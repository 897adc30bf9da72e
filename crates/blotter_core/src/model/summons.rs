//! Summons record model.
//!
//! # Responsibility
//! - Define the summons record attached to a pending case.
//! - Enforce the per-case ordinal rules at assignment time.
//!
//! # Invariants
//! - A summons is identified by the composite key `caseNo + "_" + summonsNo`.
//! - Ordinals range over 1..=3; at most one summons per ordinal per case.
//!   This is an assignment-time rule, not a stored constraint.

use serde::{Deserialize, Serialize};
use std::error::Error;
use std::fmt::{Display, Formatter};

/// Lowest valid summons ordinal.
pub const SUMMONS_ORDINAL_MIN: u8 = 1;
/// Highest valid summons ordinal.
pub const SUMMONS_ORDINAL_MAX: u8 = 3;

/// Lifecycle status of a summons.
#[derive(Debug, Clone, Copy, PartialEq, Eq, Serialize, Deserialize)]
#[serde(rename_all = "PascalCase")]
pub enum SummonsStatus {
    Pending,
    Settled,
    Escalated,
    Blacklisted,
}

impl SummonsStatus {
    /// Stable title-case string form used in storage.
    pub fn as_str(self) -> &'static str {
        match self {
            Self::Pending => "Pending",
            Self::Settled => "Settled",
            Self::Escalated => "Escalated",
            Self::Blacklisted => "Blacklisted",
        }
    }
}

/// Summons issued against one case.
#[derive(Debug, Clone, PartialEq, Eq, Serialize, Deserialize)]
#[serde(rename_all = "camelCase")]
pub struct SummonsRecord {
    /// Owning case number.
    pub case_no: String,
    /// Ordinal within the case, 1..=3.
    pub summons_no: u8,
    pub status: SummonsStatus,
    #[serde(default)]
    pub schedule_date: Option<String>,
    #[serde(default)]
    pub schedule_time: Option<String>,
    #[serde(default)]
    pub reason: Option<String>,
    #[serde(default)]
    pub issued_by: Option<String>,
}

impl SummonsRecord {
    /// Composite identity key used by projections.
    pub fn key(&self) -> String {
        composite_key(&self.case_no, self.summons_no)
    }
}

/// Builds the composite summons key `caseNo + "_" + summonsNo`.
pub fn composite_key(case_no: &str, summons_no: u8) -> String {
    format!("{case_no}_{summons_no}")
}

/// Summons validation errors raised at assignment time.
#[derive(Debug, Clone, PartialEq, Eq)]
pub enum SummonsValidationError {
    /// Ordinal outside 1..=3.
    OrdinalOutOfRange(u8),
    /// The case already carries a summons with this ordinal.
    DuplicateOrdinal { case_no: String, summons_no: u8 },
}

impl Display for SummonsValidationError {
    fn fmt(&self, f: &mut Formatter<'_>) -> std::fmt::Result {
        match self {
            Self::OrdinalOutOfRange(value) => write!(
                f,
                "summons ordinal must be within {SUMMONS_ORDINAL_MIN}..={SUMMONS_ORDINAL_MAX}, got {value}"
            ),
            Self::DuplicateOrdinal { case_no, summons_no } => {
                write!(f, "case {case_no} already has summons #{summons_no}")
            }
        }
    }
}

impl Error for SummonsValidationError {}

/// Checks that a summons may be assigned to a case.
///
/// Validates the ordinal range and rejects a duplicate ordinal among the
/// case's existing summons.
pub fn validate_assignment(
    existing: &[SummonsRecord],
    case_no: &str,
    summons_no: u8,
) -> Result<(), SummonsValidationError> {
    if !(SUMMONS_ORDINAL_MIN..=SUMMONS_ORDINAL_MAX).contains(&summons_no) {
        return Err(SummonsValidationError::OrdinalOutOfRange(summons_no));
    }
    let taken = existing
        .iter()
        .any(|record| record.case_no == case_no && record.summons_no == summons_no);
    if taken {
        return Err(SummonsValidationError::DuplicateOrdinal {
            case_no: case_no.to_string(),
            summons_no,
        });
    }
    Ok(())
}
//! SQLite store backing over the `kv_entries` table.
//!
//! # Invariants
//! - Constructor rejects connections whose migrations have not run.
//! - Writes replace whole values; `updated_at` tracks the last write.

use super::{ChangeHub, ChangeListener, KvStore, StoreError, StoreResult};
use crate::db::migrations::latest_version;
use rusqlite::{params, Connection, OptionalExtension};

/// Store backed by an already-migrated SQLite connection.
pub struct SqliteKvStore<'conn> {
    conn: &'conn Connection,
    hub: ChangeHub,
}

impl<'conn> SqliteKvStore<'conn> {
    /// Wraps a connection after validating its schema state.
    ///
    /// # Errors
    /// - `UninitializedConnection` when `PRAGMA user_version` is 0.
    /// - `MissingRequiredTable` when `kv_entries` is absent.
    pub fn try_new(conn: &'conn Connection) -> StoreResult<Self> {
        let actual_version: u32 =
            conn.query_row("PRAGMA user_version;", [], |row| row.get(0))?;
        if actual_version == 0 {
            return Err(StoreError::UninitializedConnection {
                expected_version: latest_version(),
                actual_version,
            });
        }

        let table_count: i64 = conn.query_row(
            "SELECT COUNT(*) FROM sqlite_master WHERE type = 'table' AND name = 'kv_entries';",
            [],
            |row| row.get(0),
        )?;
        if table_count == 0 {
            return Err(StoreError::MissingRequiredTable("kv_entries"));
        }

        Ok(Self {
            conn,
            hub: ChangeHub::default(),
        })
    }
}

impl KvStore for SqliteKvStore<'_> {
    fn get(&self, key: &str) -> StoreResult<Option<String>> {
        let value = self
            .conn
            .query_row(
                "SELECT value FROM kv_entries WHERE key = ?1;",
                [key],
                |row| row.get(0),
            )
            .optional()?;
        Ok(value)
    }

    fn set(&self, key: &str, value: &str) -> StoreResult<()> {
        self.set_quiet(key, value)?;
        self.hub.notify();
        Ok(())
    }

    fn set_quiet(&self, key: &str, value: &str) -> StoreResult<()> {
        self.conn.execute(
            "INSERT INTO kv_entries (key, value, updated_at)
             VALUES (?1, ?2, strftime('%s', 'now') * 1000)
             ON CONFLICT(key) DO UPDATE SET
                value = excluded.value,
                updated_at = excluded.updated_at;",
            params![key, value],
        )?;
        Ok(())
    }

    fn subscribe(&self, listener: ChangeListener) {
        self.hub.subscribe(listener);
    }
}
+++
> _WHAT THE EXERCISE ASKS_
Copy over exactly the lines above from the one with "VALUES (?1, ?2, strftime('%s', 'now')" to the last, both included, and no others.

> _ANSWER BELOW_
             VALUES (?1, ?2, strftime('%s', 'now') * 1000)
             ON CONFLICT(key) DO UPDATE SET
                value = excluded.value,
                updated_at = excluded.updated_at;",
            params![key, value],
        )?;
        Ok(())
    }

    fn subscribe(&self, listener: ChangeListener) {
        self.hub.subscribe(listener);
    }
}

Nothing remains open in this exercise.